Your AI deployments are running ahead of the governance you can defend at board level

The executive paper was approved last quarter. It described an AI deployment that had moved from pilot to production faster than expected, with measurable productivity gains and no material incidents. The technology team was confident. The audit committee asked one question: who is accountable for the decisions the system is now making? The room paused. Eighteen months of deployment had produced a working system and a level of risk that was not transparent to anyone.

In Brief


  • Australian organisations have deployed AI faster than they have built the accountability to govern it, and that gap now sits on the board's plate.
  • Only 22% of Australian organisations report a highly advanced model for agent governance, while two-thirds of directors are already using AI tools.
  • Governance failure is a different category to technology failure: the system can work exactly as designed and still leave no one accountable for the decision it made.
  • Sovereign AI obligations and critical infrastructure principles are being written before most boards have a defensible answer to "who signed off on this?"
  • The next audit committee question is not whether the AI works. It is whether accountability for what it does is locatable on a person.

This is not unusual. It is the typical state of play. Across the Australian organisations that have moved AI from experimentation into production over the last 18 months, the deployment curve has run ahead of the accountability curve. The gap is now visible at board level, not at the technology level, and that distinction is doing more work than most executives realise.

Two-thirds of Australian directors used AI tools in 2025, and only 22% had policies in place to govern that use (Governance Institute of Australia, 2026). The same 22% figure surfaces in Deloitte’s 2026 enterprise survey: only 22% of Australian organisations report a highly advanced model for agent governance (Deloitte Australia, 2026). The numbers describe the same condition from two angles. Adoption has happened. Governance maturity has not kept pace.

The point that tends to be missed is that this is a different category of problem to whether the AI works.

When an AI deployment fails as a piece of technology, the response pattern is well-rehearsed. The system is rolled back, an incident review is run, the model is retrained or replaced, and the technology team owns the remediation. Governance failure does not look like that. The system continues to work exactly as designed. The output continues to be acted on. What is missing is the chain that makes someone, by name, accountable for the decision the system has made on the organisation’s behalf. The audit committee, the regulator, and eventually a parliamentary committee if the deployment is public-facing, are not asking whether the AI is performing. They are asking who signed off on what it is now doing, and the answer cannot be the model.

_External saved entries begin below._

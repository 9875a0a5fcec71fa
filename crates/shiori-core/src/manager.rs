//! SHIORI Manager
//!
//! Discovers engine binaries inside a ghost package, ranks them by family
//! priority, keeps at most one engine active, and routes protocol traffic to it.
//!
//! Lock order is always `active` slot, then the engine mutex. Request routing
//! holds the slot only long enough to grab the engine; a request that finds
//! the engine already held is rejected with [`ShioriError::EngineBusy`].

use chrono::{DateTime, Utc};
use parking_lot::{Mutex, MutexGuard, RwLock};
use serde::{Deserialize, Serialize};
use std::collections::{BTreeMap, HashSet};
use std::path::{Path, PathBuf};
use std::sync::Arc;

use crate::capability::{capabilities_of, default_version_of, priority_of, Capabilities, EngineFamily};
use crate::config::ShioriConfig;
use crate::engine::{DebugInfo, EngineInstance, EngineSettings};
use crate::error::{ShioriError, ShioriResult};
use crate::ghost::{self, GhostEntry, GhostProfile};
use crate::host::{Clock, Collaborators, PackageInspector, RandomSource};
use crate::protocol::{build_request, Response};

/// Lifecycle of a detected engine binary.
#[derive(Debug, Clone, Copy, PartialEq, Eq, Serialize, Deserialize)]
#[serde(rename_all = "lowercase")]
pub enum DescriptorStatus {
    Detected,
    Loading,
    Loaded,
    Error,
}

/// An engine binary found by [`ShioriManager::detect`], not yet loaded.
#[derive(Debug, Clone, PartialEq, Serialize, Deserialize)]
#[serde(rename_all = "camelCase")]
pub struct EngineDescriptor {
    pub id: String,
    pub family: EngineFamily,
    pub file_name: String,
    pub path: PathBuf,
    pub version: String,
    pub capabilities: Capabilities,
    pub status: DescriptorStatus,
    pub last_modified: DateTime<Utc>,
}
//! Host collaborators: package inspection, clock, and random source.
//!
//! The core only reaches the outside world through these traits, so tests can
//! swap in fixed clocks and scripted random sequences.

use chrono::{DateTime, Utc};
use parking_lot::Mutex;
use rand::Rng;
use std::io;
use std::path::{Path, PathBuf};
use std::sync::Arc;
use walkdir::WalkDir;

/// Directories inside a ghost package searched for engine binaries, in discovery order.
/// The empty entry is the package root.
pub const CANDIDATE_DIRS: [&str; 2] = ["ghost/master", ""];

/// How deep below a ghosts root `descript.txt` files are searched for.
/// Covers `<root>/<ghost>/ghost/master/descript.txt`.
pub const GHOST_SCAN_DEPTH: usize = 4;

/// Read-only view of a ghost package on disk.
pub trait PackageInspector: Send + Sync {
    /// Files found in the candidate directories of `ghost_path`, in discovery order.
    fn list_candidate_paths(&self, ghost_path: &Path) -> io::Result<Vec<PathBuf>>;

    fn file_exists(&self, path: &Path) -> bool;

    /// Contents of a text file, `None` when it does not exist.
    fn read_text(&self, path: &Path) -> io::Result<Option<String>>;

    /// Package roots of every ghost installed under `root`, in discovery order.
    fn list_ghost_packages(&self, root: &Path) -> io::Result<Vec<PathBuf>>;
}

/// Package root owning a descript.txt: `<pkg>/ghost/master/descript.txt` or `<pkg>/descript.txt`.
fn package_root(descript: &Path) -> Option<PathBuf> {
    let dir = descript.parent()?;
    if dir.ends_with("ghost/master") {
        dir.parent()?.parent().map(Path::to_path_buf)
    } else {
        Some(dir.to_path_buf())
    }
}

/// [`PackageInspector`] over the real filesystem.
#[derive(Debug, Clone, Copy, Default)]
pub struct FsInspector;

impl PackageInspector for FsInspector {
    fn list_candidate_paths(&self, ghost_path: &Path) -> io::Result<Vec<PathBuf>> {
        let mut found = Vec::new();
        for dir in CANDIDATE_DIRS {
            let dir = if dir.is_empty() {
                ghost_path.to_path_buf()
            } else {
                ghost_path.join(dir)
            };
            if !dir.is_dir() {
                continue;
            }
            for entry in WalkDir::new(&dir).min_depth(1).max_depth(1).sort_by_file_name() {
                let entry = entry?;
                if entry.file_type().is_file() {
                    found.push(entry.into_path());
                }
            }
        }
        Ok(found)
    }

    fn file_exists(&self, path: &Path) -> bool {
        path.is_file()
    }

    fn read_text(&self, path: &Path) -> io::Result<Option<String>> {
        match std::fs::read(path) {
            Ok(bytes) => Ok(Some(String::from_utf8_lossy(&bytes).into_owned())),
            Err(e) if e.kind() == io::ErrorKind::NotFound => Ok(None),
            Err(e) => Err(e),
        }
    }

    fn list_ghost_packages(&self, root: &Path) -> io::Result<Vec<PathBuf>> {
        if !root.is_dir() {
            return Ok(Vec::new());
        }
        let mut packages = Vec::new();
        for entry in WalkDir::new(root)
            .min_depth(1)
            .max_depth(GHOST_SCAN_DEPTH)
            .sort_by_file_name()
        {
            let entry = entry?;
            if !entry.file_type().is_file() || entry.file_name() != "descript.txt" {
                continue;
            }
            if let Some(package) = package_root(entry.path()) {
                if !packages.contains(&package) {
                    packages.push(package);
                }
            }
        }
        Ok(packages)
    }
}

pub trait Clock: Send + Sync {
    fn now(&self) -> DateTime<Utc>;
}

#[derive(Debug, Clone, Copy, Default)]
pub struct SystemClock;

impl Clock for SystemClock {
    fn now(&self) -> DateTime<Utc> {
        Utc::now()
    }
}

/// Clock frozen at one instant.
#[derive(Debug, Clone, Copy)]
pub struct FixedClock(pub DateTime<Utc>);

impl Clock for FixedClock {
    fn now(&self) -> DateTime<Utc> {
        self.0
    }
}

/// Picks an index into a phrase pool.
pub trait RandomSource: Send + Sync {
    /// Index in `0..pool_size`. Callers treat anything else as a failure.
    fn next_index(&self, pool_size: usize) -> usize;
}

/// Uniform selection via `rand::thread_rng`.
#[derive(Debug, Clone, Copy, Default)]
pub struct ThreadRandom;

impl RandomSource for ThreadRandom {
    fn next_index(&self, pool_size: usize) -> usize {
        if pool_size == 0 {
            return 0;
        }
        rand::thread_rng().gen_range(0..pool_size)
    }
}

/// Replays a fixed index sequence, cycling when exhausted. Values are returned
/// verbatim (not reduced modulo the pool size).
#[derive(Debug)]
pub struct ScriptedRandom {
    sequence: Vec<usize>,
    cursor: Mutex<usize>,
}

impl ScriptedRandom {
    pub fn new(sequence: Vec<usize>) -> Self {
        Self {
            sequence,
            cursor: Mutex::new(0),
        }
    }

    /// Always returns the same index.
    pub fn constant(index: usize) -> Self {
        Self::new(vec![index])
    }
}

impl RandomSource for ScriptedRandom {
    fn next_index(&self, _pool_size: usize) -> usize {
        if self.sequence.is_empty() {
            return 0;
        }
        let mut cursor = self.cursor.lock();
        let value = self.sequence[*cursor % self.sequence.len()];
        *cursor += 1;
        value
    }
}

/// The three collaborators a manager runs against.
#[derive(Clone)]
pub struct Collaborators {
    pub inspector: Arc<dyn PackageInspector>,
    pub clock: Arc<dyn Clock>,
    pub random: Arc<dyn RandomSource>,
}

impl Default for Collaborators {
    fn default() -> Self {
        Self {
            inspector: Arc::new(FsInspector),
            clock: Arc::new(SystemClock),
            random: Arc::new(ThreadRandom),
        }
    }
}

impl Collaborators {
    pub fn with_inspector(mut self, inspector: impl PackageInspector + 'static) -> Self {
        self.inspector = Arc::new(inspector);
        self
    }

    pub fn with_clock(mut self, clock: impl Clock + 'static) -> Self {
        self.clock = Arc::new(clock);
        self
    }

    pub fn with_random(mut self, random: impl RandomSource + 'static) -> Self {
        self.random = Arc::new(random);
        self
    }
}

#[cfg(test)]
mod tests {
    use super::*;

    #[test]
    fn test_scripted_random_cycles() {
        let rng = ScriptedRandom::new(vec![2, 0, 1]);
        let picks: Vec<usize> = (0..5).map(|_| rng.next_index(3)).collect();
        assert_eq!(picks, vec![2, 0, 1, 2, 0]);
    }

    #[test]
    fn test_thread_random_stays_in_range() {
        let rng = ThreadRandom;
        for _ in 0..100 {
            assert!(rng.next_index(4) < 4);
        }
        assert_eq!(rng.next_index(0), 0);
    }

    #[test]
    fn test_fs_inspector_lists_master_before_root() {
        let dir = tempfile::tempdir().unwrap();
        let master = dir.path().join("ghost/master");
        std::fs::create_dir_all(&master).unwrap();
        std::fs::write(dir.path().join("shiori.dll"), b"").unwrap();
        std::fs::write(master.join("yaya.dll"), b"").unwrap();
        std::fs::write(master.join("aya5.dll"), b"").unwrap();

        let paths = FsInspector.list_candidate_paths(dir.path()).unwrap();
        let names: Vec<String> = paths
            .iter()
            .map(|p| p.file_name().unwrap().to_string_lossy().into_owned())
            .collect();
        assert_eq!(names, vec!["aya5.dll", "yaya.dll", "shiori.dll"]);
    }

    #[test]
    fn test_fs_inspector_lists_ghost_packages() {
        let dir = tempfile::tempdir().unwrap();
        let nanai = dir.path().join("nanai/ghost/master");
        std::fs::create_dir_all(&nanai).unwrap();
        std::fs::write(nanai.join("descript.txt"), "name,Nanai\n").unwrap();
        std::fs::write(dir.path().join("nanai/descript.txt"), "name,Nanai\n").unwrap();
        let flat = dir.path().join("flat");
        std::fs::create_dir_all(&flat).unwrap();
        std::fs::write(flat.join("descript.txt"), "name,Flat\n").unwrap();
        std::fs::create_dir_all(dir.path().join("empty")).unwrap();

        let packages = FsInspector.list_ghost_packages(dir.path()).unwrap();
        assert_eq!(packages, vec![flat, dir.path().join("nanai")]);
        assert!(FsInspector
            .list_ghost_packages(&dir.path().join("does-not-exist"))
            .unwrap()
            .is_empty());
    }

    #[test]
    fn test_package_root_of_descript() {
        assert_eq!(
            package_root(Path::new("ghosts/a/ghost/master/descript.txt")),
            Some(PathBuf::from("ghosts/a"))
        );
        assert_eq!(package_root(Path::new("ghosts/b/descript.txt")), Some(PathBuf::from("ghosts/b")));
    }

    #[test]
    fn test_fs_inspector_missing_package_is_empty() {
        let dir = tempfile::tempdir().unwrap();
        let paths = FsInspector
            .list_candidate_paths(&dir.path().join("does-not-exist"))
            .unwrap();
        assert!(paths.is_empty());
        assert_eq!(FsInspector.read_text(&dir.path().join("nope.txt")).unwrap(), None);
    }
}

The Australian regulatory environment has already begun to write that question into law. The Australian Government’s National AI Plan, released in December 2025, sets out nine concrete actions including the establishment of the Australian Artificial Intelligence Safety Institute and the GovAI hosting service (Department of Industry, Science and Resources, 2025). The Australian Cyber Security Centre, with international partners, has issued principles for the secure integration of AI into operational technology, including an explicit requirement to establish AI governance and assurance frameworks for critical infrastructure (Australian Cyber Security Centre, 2025). The Governance Institute has flagged digital and AI competence as a non-negotiable director skill for 2026 (Governance Institute of Australia, 2026). The signals are converging. The board’s exposure is no longer hypothetical.

What follows from this is straightforward but not easy to act on. If the AI itself cannot hold accountability, because accountability is a property of an actor capable of being held to it, then someone in the organisation already holds that accountability today, whether the governance documents acknowledge it or not. The question is whether the person holding it is the person the board would name if asked. Where there is a gap between the two, the board is in a position it would not consciously have approved. That gap is what the next audit committee question is really testing.

The pattern that surfaces most often in Australian organisations is that accountability has migrated quietly into the technology team, by default rather than by design. The model was built there. The deployment was managed there, and the decisions the model now makes appear, to the rest of the organisation, to be technical artefacts. That positioning was defensible when AI was a tool that supported human judgement. It is harder to defend when AI is making the decision and a human is approving the output without independent reading of it. The category of the work has changed. The location of accountability has not yet caught up.

The shift the board can make does not require waiting for the regulator. It requires reading the existing deployments through a different question. Not “is the system performing?” but “who would be named if a decision the system made were challenged tomorrow?” If the answer to the second question is not crisp, if it requires diagrams, multiple sign-off layers, or a referral to “the AI working group”, the gap is locatable, and locatable gaps are the ones boards can close. Closing them does not require new technology. It requires the board to assert, with the same clarity it asserts financial accountability, that decisions made on the organisation’s behalf are owned by named decision-makers regardless of whether the proximate cause is human or model.

The boards that do this in the next twelve months will not be ahead of the regulator. They will be ahead of their own audit committees, which is where the question is going to be asked first.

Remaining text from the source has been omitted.